▶ _ACTIVITY_:
Within the records, find every line that includes the word "Result" and copy it.

▶ _INPUT RECORDS_:
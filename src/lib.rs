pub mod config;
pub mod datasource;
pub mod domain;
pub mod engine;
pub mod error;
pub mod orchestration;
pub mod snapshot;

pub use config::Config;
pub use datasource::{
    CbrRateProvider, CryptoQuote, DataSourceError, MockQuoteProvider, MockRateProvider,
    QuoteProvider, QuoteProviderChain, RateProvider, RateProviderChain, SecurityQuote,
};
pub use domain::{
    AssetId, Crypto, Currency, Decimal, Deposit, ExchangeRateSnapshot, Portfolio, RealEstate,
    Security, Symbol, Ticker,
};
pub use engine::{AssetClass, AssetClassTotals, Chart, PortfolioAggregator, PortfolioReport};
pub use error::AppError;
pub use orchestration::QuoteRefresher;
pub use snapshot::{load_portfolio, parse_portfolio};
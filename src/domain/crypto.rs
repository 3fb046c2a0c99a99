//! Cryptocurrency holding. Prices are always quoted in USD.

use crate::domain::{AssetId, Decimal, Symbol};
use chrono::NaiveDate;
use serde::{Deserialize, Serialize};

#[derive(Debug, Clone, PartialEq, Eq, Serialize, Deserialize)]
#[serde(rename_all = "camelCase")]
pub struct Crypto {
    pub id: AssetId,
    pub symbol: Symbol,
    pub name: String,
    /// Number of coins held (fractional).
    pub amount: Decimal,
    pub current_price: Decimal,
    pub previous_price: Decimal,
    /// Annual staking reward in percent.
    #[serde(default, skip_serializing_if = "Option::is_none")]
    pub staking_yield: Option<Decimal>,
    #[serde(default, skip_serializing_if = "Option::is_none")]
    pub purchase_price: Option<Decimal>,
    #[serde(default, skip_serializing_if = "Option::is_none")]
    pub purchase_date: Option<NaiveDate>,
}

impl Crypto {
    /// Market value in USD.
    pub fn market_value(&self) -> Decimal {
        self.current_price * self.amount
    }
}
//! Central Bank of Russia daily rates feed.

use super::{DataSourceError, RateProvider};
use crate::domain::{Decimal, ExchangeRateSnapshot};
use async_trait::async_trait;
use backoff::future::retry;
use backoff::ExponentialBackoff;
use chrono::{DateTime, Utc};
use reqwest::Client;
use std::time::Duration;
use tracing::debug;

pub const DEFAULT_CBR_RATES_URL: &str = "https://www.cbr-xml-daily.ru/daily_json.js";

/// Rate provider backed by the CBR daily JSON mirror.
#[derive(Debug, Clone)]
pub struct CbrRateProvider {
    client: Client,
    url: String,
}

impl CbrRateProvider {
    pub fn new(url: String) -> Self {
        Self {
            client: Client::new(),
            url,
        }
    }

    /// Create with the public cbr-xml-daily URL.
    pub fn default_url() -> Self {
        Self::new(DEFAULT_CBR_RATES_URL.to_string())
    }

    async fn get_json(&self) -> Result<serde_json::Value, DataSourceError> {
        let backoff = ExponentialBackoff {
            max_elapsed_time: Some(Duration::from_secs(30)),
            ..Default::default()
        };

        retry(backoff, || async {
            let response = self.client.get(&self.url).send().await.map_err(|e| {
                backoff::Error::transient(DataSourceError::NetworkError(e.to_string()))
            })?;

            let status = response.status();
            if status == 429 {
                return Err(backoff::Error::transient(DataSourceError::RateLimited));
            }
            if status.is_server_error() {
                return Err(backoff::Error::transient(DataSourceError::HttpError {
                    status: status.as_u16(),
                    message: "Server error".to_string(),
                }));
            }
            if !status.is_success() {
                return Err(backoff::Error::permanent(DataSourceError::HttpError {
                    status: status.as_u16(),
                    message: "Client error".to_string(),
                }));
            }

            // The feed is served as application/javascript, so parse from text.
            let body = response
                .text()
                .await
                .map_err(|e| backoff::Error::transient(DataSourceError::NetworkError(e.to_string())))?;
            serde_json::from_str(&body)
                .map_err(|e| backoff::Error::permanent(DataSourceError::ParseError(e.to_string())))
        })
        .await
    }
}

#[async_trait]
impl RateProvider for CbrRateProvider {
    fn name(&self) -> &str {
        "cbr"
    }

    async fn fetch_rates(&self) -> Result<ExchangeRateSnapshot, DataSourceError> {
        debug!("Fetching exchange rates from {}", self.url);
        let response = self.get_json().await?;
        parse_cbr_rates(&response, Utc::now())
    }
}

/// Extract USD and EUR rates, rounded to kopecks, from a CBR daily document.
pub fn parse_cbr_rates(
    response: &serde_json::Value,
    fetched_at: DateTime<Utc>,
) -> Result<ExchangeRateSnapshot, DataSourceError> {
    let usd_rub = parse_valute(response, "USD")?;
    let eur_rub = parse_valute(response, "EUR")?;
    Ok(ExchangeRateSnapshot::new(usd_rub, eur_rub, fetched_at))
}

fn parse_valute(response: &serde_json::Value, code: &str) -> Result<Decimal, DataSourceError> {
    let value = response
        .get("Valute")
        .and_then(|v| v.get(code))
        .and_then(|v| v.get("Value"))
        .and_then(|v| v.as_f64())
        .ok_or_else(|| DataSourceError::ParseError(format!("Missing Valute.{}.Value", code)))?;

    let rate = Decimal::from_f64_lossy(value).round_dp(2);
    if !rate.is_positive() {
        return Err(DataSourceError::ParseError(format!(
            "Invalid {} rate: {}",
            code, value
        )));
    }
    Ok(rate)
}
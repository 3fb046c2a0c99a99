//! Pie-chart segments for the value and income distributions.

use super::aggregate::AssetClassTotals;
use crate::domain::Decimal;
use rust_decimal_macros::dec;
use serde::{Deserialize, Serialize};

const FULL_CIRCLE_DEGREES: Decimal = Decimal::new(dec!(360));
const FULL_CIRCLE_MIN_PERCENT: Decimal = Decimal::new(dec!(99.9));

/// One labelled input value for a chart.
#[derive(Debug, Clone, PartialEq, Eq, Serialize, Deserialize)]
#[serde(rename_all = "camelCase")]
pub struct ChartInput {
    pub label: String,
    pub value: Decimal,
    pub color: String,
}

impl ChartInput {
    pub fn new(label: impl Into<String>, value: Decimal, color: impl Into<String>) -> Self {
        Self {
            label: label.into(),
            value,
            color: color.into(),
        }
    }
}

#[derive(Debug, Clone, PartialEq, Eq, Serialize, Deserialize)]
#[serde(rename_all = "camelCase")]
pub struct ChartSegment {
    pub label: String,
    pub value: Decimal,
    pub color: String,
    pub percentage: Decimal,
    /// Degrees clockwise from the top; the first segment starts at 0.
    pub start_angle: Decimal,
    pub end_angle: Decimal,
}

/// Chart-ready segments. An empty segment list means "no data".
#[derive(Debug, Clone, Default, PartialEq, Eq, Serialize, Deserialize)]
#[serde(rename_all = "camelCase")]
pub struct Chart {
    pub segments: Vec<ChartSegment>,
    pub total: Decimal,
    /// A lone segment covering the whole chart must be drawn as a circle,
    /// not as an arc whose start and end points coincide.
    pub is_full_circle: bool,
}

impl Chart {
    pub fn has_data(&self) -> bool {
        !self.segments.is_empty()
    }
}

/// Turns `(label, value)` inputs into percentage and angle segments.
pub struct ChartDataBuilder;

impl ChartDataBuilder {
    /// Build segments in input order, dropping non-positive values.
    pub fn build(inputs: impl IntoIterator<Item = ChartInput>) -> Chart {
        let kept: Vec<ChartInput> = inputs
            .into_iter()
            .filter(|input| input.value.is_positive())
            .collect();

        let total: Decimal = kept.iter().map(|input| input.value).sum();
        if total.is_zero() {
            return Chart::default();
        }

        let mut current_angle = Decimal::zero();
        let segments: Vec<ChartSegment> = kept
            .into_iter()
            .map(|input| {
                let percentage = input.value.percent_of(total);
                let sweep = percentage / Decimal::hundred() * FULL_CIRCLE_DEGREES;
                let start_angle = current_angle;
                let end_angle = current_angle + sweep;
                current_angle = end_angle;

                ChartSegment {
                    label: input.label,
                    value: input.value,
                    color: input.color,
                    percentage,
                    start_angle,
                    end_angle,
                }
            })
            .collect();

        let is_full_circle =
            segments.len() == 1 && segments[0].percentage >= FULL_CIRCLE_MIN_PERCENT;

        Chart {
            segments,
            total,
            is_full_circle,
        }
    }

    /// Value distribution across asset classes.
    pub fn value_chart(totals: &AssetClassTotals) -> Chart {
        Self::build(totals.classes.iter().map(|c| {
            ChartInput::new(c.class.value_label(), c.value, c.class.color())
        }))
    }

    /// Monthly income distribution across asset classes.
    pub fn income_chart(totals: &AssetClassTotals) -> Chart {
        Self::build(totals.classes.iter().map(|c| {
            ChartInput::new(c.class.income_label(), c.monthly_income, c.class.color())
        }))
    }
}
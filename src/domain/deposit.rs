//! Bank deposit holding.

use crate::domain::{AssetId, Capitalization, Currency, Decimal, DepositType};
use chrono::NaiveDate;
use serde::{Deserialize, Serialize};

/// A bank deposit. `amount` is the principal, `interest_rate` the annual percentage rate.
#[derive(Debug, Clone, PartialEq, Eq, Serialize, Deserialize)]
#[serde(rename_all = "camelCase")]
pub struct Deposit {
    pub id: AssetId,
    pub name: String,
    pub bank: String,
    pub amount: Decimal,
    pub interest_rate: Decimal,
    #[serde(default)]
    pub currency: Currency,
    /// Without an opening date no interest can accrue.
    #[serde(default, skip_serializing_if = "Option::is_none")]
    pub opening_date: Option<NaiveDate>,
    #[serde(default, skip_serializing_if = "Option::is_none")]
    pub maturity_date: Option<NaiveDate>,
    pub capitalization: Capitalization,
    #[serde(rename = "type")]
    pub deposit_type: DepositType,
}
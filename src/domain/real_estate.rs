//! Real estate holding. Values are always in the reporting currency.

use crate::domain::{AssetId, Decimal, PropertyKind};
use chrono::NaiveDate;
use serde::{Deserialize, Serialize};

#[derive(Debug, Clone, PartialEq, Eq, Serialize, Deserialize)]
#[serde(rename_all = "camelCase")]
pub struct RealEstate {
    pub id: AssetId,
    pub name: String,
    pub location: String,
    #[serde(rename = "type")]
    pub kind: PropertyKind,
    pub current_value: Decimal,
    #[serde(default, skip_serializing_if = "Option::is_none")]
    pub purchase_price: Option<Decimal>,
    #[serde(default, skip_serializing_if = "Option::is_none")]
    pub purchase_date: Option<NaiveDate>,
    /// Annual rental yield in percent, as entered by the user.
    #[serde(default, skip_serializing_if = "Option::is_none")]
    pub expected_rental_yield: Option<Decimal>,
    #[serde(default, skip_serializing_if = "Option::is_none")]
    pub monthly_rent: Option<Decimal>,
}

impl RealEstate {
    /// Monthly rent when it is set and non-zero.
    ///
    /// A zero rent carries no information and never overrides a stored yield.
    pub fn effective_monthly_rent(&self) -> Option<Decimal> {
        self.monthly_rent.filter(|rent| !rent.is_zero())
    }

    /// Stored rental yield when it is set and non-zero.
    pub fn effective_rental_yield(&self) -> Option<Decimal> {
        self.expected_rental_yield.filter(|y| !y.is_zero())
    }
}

▶ _TASK RESPONSE_:
    async fn get_json(&self) -> Result<serde_json::Value, DataSourceError> {
    async fn fetch_rates(&self) -> Result<ExchangeRateSnapshot, DataSourceError> {
) -> Result<ExchangeRateSnapshot, DataSourceError> {
fn parse_valute(response: &serde_json::Value, code: &str) -> Result<Decimal, DataSourceError> {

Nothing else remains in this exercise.